Therrien soon obtained two crucial sets of documents to that end. In March 2016 he flew to California to meet a debt broker, who handed over some contracts Tucker had signed. Separately, Therrien received an email from the manager of a collection agency, to whose conscience he'd spent weeks appealing. The email, whose subject line read "Have faith in the good in heart," included actual phantom-debt files, with names and Social Security numbers. The metadata yielded a new name: Rob Harsh, Tucker's IT guy. (The author of the email died of a drug overdose a few months later.)
In May 2016, Therrien emailed his discoveries to the FTC. A lawyer replied right away: "Andrew, we need to talk about this." Therrien also gave his intel to some private lawyers who were going after Tucker in Texas. They contacted Harsh, and in August 2016 he submitted an affidavit to the court. Harsh, who declined to comment for this story, testified that Tucker had asked him to manipulate a database of almost 8 million payday-loan applications, writing in a made-up lender and adding an amount owed of $300 for each person.
Therrien had been right all along.
Vindication didn't make Therrien happy, not even when the FTC suit against Rowland's company took a karmic swerve that drew in Tucker, directing him to return $30 million he'd received in ill-gotten profits from the business. Tucker told the court he was broke.
Meanwhile, Rowland was spiraling. He confided in Therrien that he was considering suicide, and one day that summer he called Therrien to say goodbye. "Don't do anything stupid," Therrien texted him afterward. "I may be callous with you lately but I still care and don't want anything bad to happen." Therrien told me he'd informed the police of Rowland's plan and that they had intervened. But that October, Rowland shot himself. His death added to Therrien's outrage at Tucker and other predatory lenders like him who hadn't faced any real legal consequences.

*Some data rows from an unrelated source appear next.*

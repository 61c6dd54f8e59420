use crate::content::{ContentItem, RankValue};
use crate::identity::ViewerIdentity;
use crate::page::{Card, ContentList, PageState};

pub const PLACEHOLDER_PICTURE: &str = "https://placehold.co/80x80/EFEFEF/333333?text=User";
pub const GUEST_NAME: &str = "ゲスト";
pub const MISSING_VALUE: &str = "---";
pub const NO_CONTENT_MESSAGE: &str = "現在閲覧できるコンテンツはありません。";
pub const UNTITLED: &str = "無題のコンテンツ";
pub const DEFAULT_ICON: &str = "🔗";

const TYPE_ICONS: &[(&str, &str)] = &[
    ("動画", "🎥"),
    ("資料 (PDF)", "📄"),
    ("テキスト/Wiki", "✍️"),
    ("テンプレート/資料", "📝"),
    ("サービス", "🤝"),
];

/// Project the viewer, their rank and their content list onto the page.
pub fn update_page(
    page: &mut PageState,
    viewer: &ViewerIdentity,
    rank: Option<&RankValue>,
    items: &[ContentItem],
) {
    page.picture_src = viewer
        .picture_url
        .clone()
        .filter(|p| !p.is_empty())
        .unwrap_or_else(|| PLACEHOLDER_PICTURE.to_string());
    page.user_name = if viewer.display_name.is_empty() {
        GUEST_NAME.to_string()
    } else {
        viewer.display_name.clone()
    };
    page.rank_text = rank
        .and_then(RankValue::display)
        .unwrap_or_else(|| MISSING_VALUE.to_string());
    page.content_list = if items.is_empty() {
        ContentList::Empty(NO_CONTENT_MESSAGE.to_string())
    } else {
        ContentList::Cards(items.iter().map(content_card).collect())
    };
}

pub fn content_card(item: &ContentItem) -> Card {
    let primary = item.kind.as_ref().and_then(|k| k.primary());
    let type_text = item
        .kind
        .as_ref()
        .map(|k| k.joined())
        .filter(|t| !t.is_empty())
        .unwrap_or_else(|| MISSING_VALUE.to_string());
    Card {
        href: item.url.clone(),
        icon: icon_for(primary),
        title: item
            .title
            .clone()
            .filter(|t| !t.is_empty())
            .unwrap_or_else(|| UNTITLED.to_string()),
        type_text,
    }
}

pub fn icon_for(category: Option<&str>) -> &'static str {
    category
        .and_then(|c| {
            TYPE_ICONS
                .iter()
                .find(|(label, _)| *label == c)
                .map(|(_, icon)| *icon)
        })
        .unwrap_or(DEFAULT_ICON)
}

#[cfg(test)]
mod tests {
    use super::*;
    use crate::content::ItemKind;

    fn viewer() -> ViewerIdentity {
        ViewerIdentity {
            id: "U1".into(),
            display_name: "Taro".into(),
            picture_url: None,
        }
    }

    fn item(title: Option<&str>, url: &str, kind: Option<ItemKind>) -> ContentItem {
        ContentItem {
            title: title.map(str::to_string),
            url: url.into(),
            kind,
        }
    }

    #[test]
    fn empty_list_renders_only_the_empty_message() {
        let mut page = PageState::default();
        update_page(&mut page, &viewer(), None, &[]);
        assert_eq!(
            page.content_list,
            ContentList::Empty(NO_CONTENT_MESSAGE.to_string())
        );
        assert!(page.cards().is_empty());
        assert_eq!(page.rank_text, MISSING_VALUE);
        assert_eq!(page.picture_src, PLACEHOLDER_PICTURE);
    }

    #[test]
    fn one_card_per_item_preserving_source_fields() {
        let items = vec![
            item(Some("Video A"), "https://x/a", Some(ItemKind::One("動画".into()))),
            item(Some("Guide"), "https://x/b", Some(ItemKind::One("資料 (PDF)".into()))),
            item(Some("Wiki"), "https://x/c", Some(ItemKind::One("テキスト/Wiki".into()))),
        ];
        let mut page = PageState::default();
        update_page(&mut page, &viewer(), None, &items);
        let cards = page.cards();
        assert_eq!(cards.len(), items.len());
        for (card, source) in cards.iter().zip(&items) {
            assert_eq!(card.href, source.url);
            assert_eq!(Some(card.title.as_str()), source.title.as_deref());
            assert_eq!(card.type_text, source.kind.as_ref().unwrap().joined());
        }
    }

    #[test]
    fn gold_rank_video_scenario() {
        let items = vec![item(
            Some("Video A"),
            "https://x/a",
            Some(ItemKind::One("動画".into())),
        )];
        let mut page = PageState::default();
        update_page(
            &mut page,
            &viewer(),
            Some(&RankValue::Text("Gold".into())),
            &items,
        );
        assert_eq!(page.rank_text, "Gold");
        assert_eq!(
            page.cards(),
            &[Card {
                href: "https://x/a".into(),
                icon: "🎥",
                title: "Video A".into(),
                type_text: "動画".into(),
            }]
        );
    }

    #[test]
    fn icon_lookup_is_exact_with_default_fallback() {
        assert_eq!(icon_for(Some("サービス")), "🤝");
        assert_eq!(icon_for(Some("テンプレート/資料")), "📝");
        assert_eq!(icon_for(Some("動画 ")), DEFAULT_ICON);
        assert_eq!(icon_for(Some("podcast")), DEFAULT_ICON);
        assert_eq!(icon_for(None), DEFAULT_ICON);
    }

    #[test]
    fn multi_category_uses_first_icon_and_joins_labels() {
        let card = content_card(&item(
            None,
            "https://x/m",
            Some(ItemKind::Many(vec!["サービス".into(), "動画".into()])),
        ));
        assert_eq!(card.icon, "🤝");
        assert_eq!(card.type_text, "サービス, 動画");
        assert_eq!(card.title, UNTITLED);
    }

    #[test]
    fn missing_type_falls_back_to_placeholder() {
        let card = content_card(&item(Some("Loose"), "https://x/l", None));
        assert_eq!(card.icon, DEFAULT_ICON);
        assert_eq!(card.type_text, MISSING_VALUE);
    }

    #[test]
    fn blank_display_name_shows_guest_label() {
        let mut page = PageState::default();
        let anonymous = ViewerIdentity {
            display_name: String::new(),
            picture_url: Some("https://profile.example/p.png".into()),
            ..viewer()
        };
        update_page(&mut page, &anonymous, None, &[]);
        assert_eq!(page.user_name, GUEST_NAME);
        assert_eq!(page.picture_src, "https://profile.example/p.png");
    }
}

Finally, in December 2016, the FTC sued Tucker for selling phantom debt. According to the regulator, everything had happened pretty much as Therrien imagined: Tucker had invented more than 7.7 million fake debts and sold them to a series of middlemen for $4.2 million. This September, a judge ruled for the agency, ordering Tucker to pay back that money on top of the $30 million he already owed.
The FTC has never credited Therrien, and Michael Tankersley, an agency lawyer, declined to discuss their interactions. But Tankersley told me that Harsh and the California broker were two key sources of information establishing Tucker's wrongdoing.
Therrien, as usual, was unsatisfied. He was still getting calls from collectors, for one thing. And he felt that if he'd done a better job investigating, Tucker would be facing criminal charges—not a civil fine he'd never end up paying. Therrien has stayed in touch with the FBI's Kansas City office. An FBI spokeswoman declines to say whether Tucker is being investigated, but three of his associates told me that agents had contacted them about his debt sales.
After the ruling against Tucker, Therrien heard from him for the first time in months, and they started talking again. Amid their conversations, which were recorded, Tucker's brother, Scott, was convicted on all 14 charges he faced. Without directly asking Therrien to drop his vendetta, Tucker seemed to be pleading for mercy. "I've f---ing had enough harm done," he said. "I've lost a brother. Got a brother going to prison. Put it this way, Andrew. I'm tired, buddy. I'm f---ing tired."
"I'm tired too," Therrien replied, "because I'm still getting harassed by these motherf---ers."